What needs to be done:
How many lines in the listing include the string "join"? Reply with the number alone.

The data:
———
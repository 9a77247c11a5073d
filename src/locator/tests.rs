//! Tests for the locator: strategies, coordinate translation and logging

use crate::coordinates::{CoordinateLog, CoordinateLogEntry};
use crate::locator::debug::{CAPTURE_FILE, NO_MATCH_FILE, SINGLE_MATCH_FILE};
use crate::locator::{
    Capture, ImageFileCapture, LocateRequest, Locator, LocatorConfig, MatchMode,
};
use crate::template_matching::{
    BoundingBox, ChannelMode, MultiMatchFinder, Point, Region, ScoreField, encapsulate,
};
use image::{DynamicImage, GrayImage, Luma, Rgb, RgbImage};
use std::path::{Path, PathBuf};
use tempfile::{TempDir, tempdir};

/// Pseudo-random color marker, so shifted placements correlate poorly
fn marker(size: u32) -> RgbImage {
    let mut state = 0x2545_f491_u32;
    RgbImage::from_fn(size, size, |_, _| {
        let mut channel = || {
            state = state.wrapping_mul(1_103_515_245).wrapping_add(12_345);
            (state >> 16) as u8
        };
        Rgb([channel(), channel(), channel()])
    })
}

fn listing_scene(positions: &[(i64, i64)]) -> RgbImage {
    let mut scene = RgbImage::new(160, 120);
    let mark = marker(12);
    for &(x, y) in positions {
        image::imageops::replace(&mut scene, &mark, x, y);
    }
    scene
}

fn white_block_scene() -> DynamicImage {
    let mut capture = GrayImage::new(100, 100);
    for y in 20..30 {
        for x in 20..30 {
            capture.put_pixel(x, y, Luma([255]));
        }
    }
    DynamicImage::ImageLuma8(capture)
}

struct Workspace {
    dir: TempDir,
    history: CoordinateLog,
}

impl Workspace {
    fn new() -> Self {
        let dir = tempdir().unwrap();
        let history = CoordinateLog::new(dir.path().join("config").join("coordinate_log.csv"));
        Self { dir, history }
    }

    fn config(&self) -> LocatorConfig {
        LocatorConfig {
            debug_dir: Some(self.debug_dir()),
            ..LocatorConfig::default()
        }
    }

    fn debug_dir(&self) -> PathBuf {
        self.dir.path().join("logs")
    }

    fn save_template(&self, name: &str, image: DynamicImage) -> PathBuf {
        let path = self.dir.path().join(name);
        image.save(&path).unwrap();
        path
    }

    fn white_template(&self, size: u32) -> PathBuf {
        self.save_template(
            &format!("white{size}.png"),
            DynamicImage::ImageLuma8(GrayImage::from_pixel(size, size, Luma([255]))),
        )
    }
}

fn exists(dir: &Path, file: &str) -> bool {
    dir.join(file).exists()
}

#[test]
fn test_find_all_three_markers_and_encapsulate() {
    let scene = DynamicImage::ImageRgb8(listing_scene(&[(10, 10), (70, 40), (120, 90)]));
    let template = DynamicImage::ImageRgb8(marker(12));

    let finder = MultiMatchFinder::new(ScoreField::new(ChannelMode::Color));
    let boxes = finder.find_all(&scene, &template, 0.8);

    let corners: Vec<Point> = boxes.iter().map(|b| b.top_left()).collect();
    assert_eq!(
        corners,
        vec![Point::new(10, 10), Point::new(70, 40), Point::new(120, 90)]
    );

    let covering = encapsulate(&boxes).unwrap();
    assert_eq!(
        covering,
        BoundingBox::new(Point::new(10, 10), Point::new(132, 102)).unwrap()
    );
}

#[test]
fn test_single_match_logs_box_and_targets_bottom_edge() {
    let ws = Workspace::new();
    let template = ws.white_template(10);
    let locator = Locator::new(&ws.history, ws.config());

    let outcome = locator
        .locate(
            &Capture::full_screen(white_block_scene()),
            &LocateRequest::new(&template, MatchMode::SingleGrayscale),
        )
        .expect("white block should be found");

    let expected = BoundingBox::new(Point::new(20, 20), Point::new(30, 30)).unwrap();
    assert_eq!(outcome.logged, expected);
    assert_eq!(outcome.matches.len(), 1);
    assert!((outcome.matches[0].confidence - 1.0).abs() < 1e-4);
    assert_eq!(outcome.target(), Some(Point::new(25, 30)));

    assert_eq!(
        ws.history.read_all().unwrap(),
        vec![CoordinateLogEntry::from(expected)]
    );
    assert!(exists(&ws.debug_dir(), CAPTURE_FILE));
    assert!(exists(&ws.debug_dir(), SINGLE_MATCH_FILE));
    assert!(!exists(&ws.debug_dir(), NO_MATCH_FILE));
}

#[test]
fn test_region_restriction_is_untranslated() {
    let ws = Workspace::new();
    let template = ws.white_template(10);
    let locator = Locator::new(&ws.history, ws.config());

    // The capture itself is a screen region starting at (500, 300)
    let capture = Capture::at(white_block_scene(), Point::new(500, 300));
    let request = LocateRequest::new(&template, MatchMode::SingleGrayscale)
        .restricted_to(Region::new(510, 305, 60, 60).ok());

    let outcome = locator.locate(&capture, &request).unwrap();
    assert_eq!(outcome.logged.top_left(), Point::new(520, 320));
    assert_eq!(outcome.logged.bottom_right(), Point::new(530, 330));
    assert_eq!(outcome.target(), Some(Point::new(525, 330)));
    assert_eq!(ws.history.read_all().unwrap()[0].top_left, Point::new(520, 320));
}

#[test]
fn test_restriction_outside_capture_fails_quietly() {
    let ws = Workspace::new();
    let template = ws.white_template(10);
    let locator = Locator::new(&ws.history, ws.config());

    let request = LocateRequest::new(&template, MatchMode::SingleGrayscale)
        .restricted_to(Region::new(1000, 1000, 50, 50).ok());
    assert!(
        locator
            .locate(&Capture::full_screen(white_block_scene()), &request)
            .is_none()
    );
    assert!(ws.history.read_all().unwrap().is_empty());
}

#[test]
fn test_multiscale_mode_finds_resized_marker() {
    let ws = Workspace::new();
    let template = ws.white_template(15);
    let locator = Locator::new(&ws.history, ws.config());
    let capture = Capture::full_screen(white_block_scene());

    let fixed = LocateRequest::new(&template, MatchMode::SingleGrayscale).with_threshold(0.99);
    assert!(locator.locate(&capture, &fixed).is_none());
    assert!(exists(&ws.debug_dir(), NO_MATCH_FILE));

    let scaled =
        LocateRequest::new(&template, MatchMode::SingleGrayscaleMultiScale).with_threshold(0.99);
    let outcome = locator.locate(&capture, &scaled).unwrap();
    assert!(outcome.matches[0].scale < 1.0);
    assert_eq!(ws.history.read_all().unwrap().len(), 1);
}

#[test]
fn test_all_matches_mode_logs_covering_box() {
    let ws = Workspace::new();
    let template = ws.save_template("EasyApplySmall.png", DynamicImage::ImageRgb8(marker(12)));
    let locator = Locator::new(&ws.history, ws.config());
    let capture = Capture::full_screen(DynamicImage::ImageRgb8(listing_scene(&[
        (10, 10),
        (70, 40),
        (120, 90),
    ])));
    let request = LocateRequest::new(&template, MatchMode::AllMatchesColor)
        .with_threshold(0.8)
        .restricted_to(Region::new(5, 5, 150, 110).ok());

    let outcome = locator.locate(&capture, &request).unwrap();
    assert_eq!(outcome.matches.len(), 3);
    assert_eq!(
        outcome.targets,
        vec![Point::new(16, 16), Point::new(76, 46), Point::new(126, 96)]
    );
    assert_eq!(
        outcome.logged,
        BoundingBox::new(Point::new(10, 10), Point::new(132, 102)).unwrap()
    );
    assert_eq!(
        ws.history.read_all().unwrap(),
        vec![CoordinateLogEntry::from(outcome.logged)]
    );
}

#[test]
fn test_no_match_leaves_log_untouched() {
    let ws = Workspace::new();
    let template = ws.save_template("marker.png", DynamicImage::ImageRgb8(marker(12)));
    let locator = Locator::new(&ws.history, ws.config());
    let capture = Capture::full_screen(DynamicImage::ImageRgb8(RgbImage::new(80, 80)));

    let request = LocateRequest::new(&template, MatchMode::AllMatchesColor);
    assert!(locator.locate(&capture, &request).is_none());
    assert!(!ws.history.path().exists());
    assert!(exists(&ws.debug_dir(), CAPTURE_FILE));
    assert!(exists(&ws.debug_dir(), NO_MATCH_FILE));
}

#[test]
fn test_unreadable_template_is_not_fatal() {
    let ws = Workspace::new();
    let locator = Locator::new(&ws.history, ws.config());
    let capture = Capture::full_screen(white_block_scene());
    let request = LocateRequest::new(ws.dir.path().join("Missing.png"), MatchMode::SingleGrayscale);

    assert!(locator.try_locate(&capture, &request).is_err());
    assert!(locator.locate(&capture, &request).is_none());
    assert!(exists(&ws.debug_dir(), NO_MATCH_FILE));
    assert!(ws.history.read_all().unwrap().is_empty());
}

#[test]
fn test_log_is_limited_after_each_append() {
    let ws = Workspace::new();
    let template = ws.white_template(10);
    let config = LocatorConfig {
        log_limit: 2,
        debug_dir: None,
        ..LocatorConfig::default()
    };
    let locator = Locator::new(&ws.history, config);
    let request = LocateRequest::new(&template, MatchMode::SingleGrayscale);

    for _ in 0..4 {
        assert!(
            locator
                .locate(&Capture::full_screen(white_block_scene()), &request)
                .is_some()
        );
    }
    assert_eq!(ws.history.read_all().unwrap().len(), 2);
    assert!(!ws.debug_dir().exists());
}

#[test]
fn test_failed_trim_keeps_logged_match() {
    let ws = Workspace::new();
    let template = ws.white_template(10);
    // Not UTF-8: appending works, reading the log back for trimming does not
    std::fs::create_dir_all(ws.history.path().parent().unwrap()).unwrap();
    std::fs::write(ws.history.path(), [0xff, 0xfe, b'\n']).unwrap();

    let locator = Locator::new(&ws.history, ws.config());
    let outcome = locator.locate(
        &Capture::full_screen(white_block_scene()),
        &LocateRequest::new(&template, MatchMode::SingleGrayscale),
    );

    assert!(outcome.is_some());
    let raw = std::fs::read(ws.history.path()).unwrap();
    assert!(raw.ends_with(b"\"(20, 20)\",\"(30, 30)\"\n"));
    assert!(!exists(&ws.debug_dir(), NO_MATCH_FILE));
}

#[test]
fn test_capture_and_locate_through_file_source() {
    let ws = Workspace::new();
    let template = ws.white_template(10);
    let screenshot = ws.dir.path().join("screen.png");
    white_block_scene().save(&screenshot).unwrap();

    let locator = Locator::new(&ws.history, ws.config());
    let mut source = ImageFileCapture::new(&screenshot);
    let outcome = locator
        .capture_and_locate(
            &mut source,
            Region::new(15, 15, 40, 40).ok(),
            &LocateRequest::new(&template, MatchMode::SingleGrayscale),
        )
        .unwrap();
    assert_eq!(outcome.logged.top_left(), Point::new(20, 20));
}

#[test]
fn test_mode_flags() {
    assert_eq!(MatchMode::from_flags(true, true), MatchMode::AllMatchesColor);
    assert_eq!(
        MatchMode::from_flags(false, true),
        MatchMode::SingleGrayscaleMultiScale
    );
    assert_eq!(MatchMode::from_flags(false, false), MatchMode::SingleGrayscale);
    assert_eq!(MatchMode::AllMatchesColor.channels(), ChannelMode::Color);
}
———
Solution to this problem:
6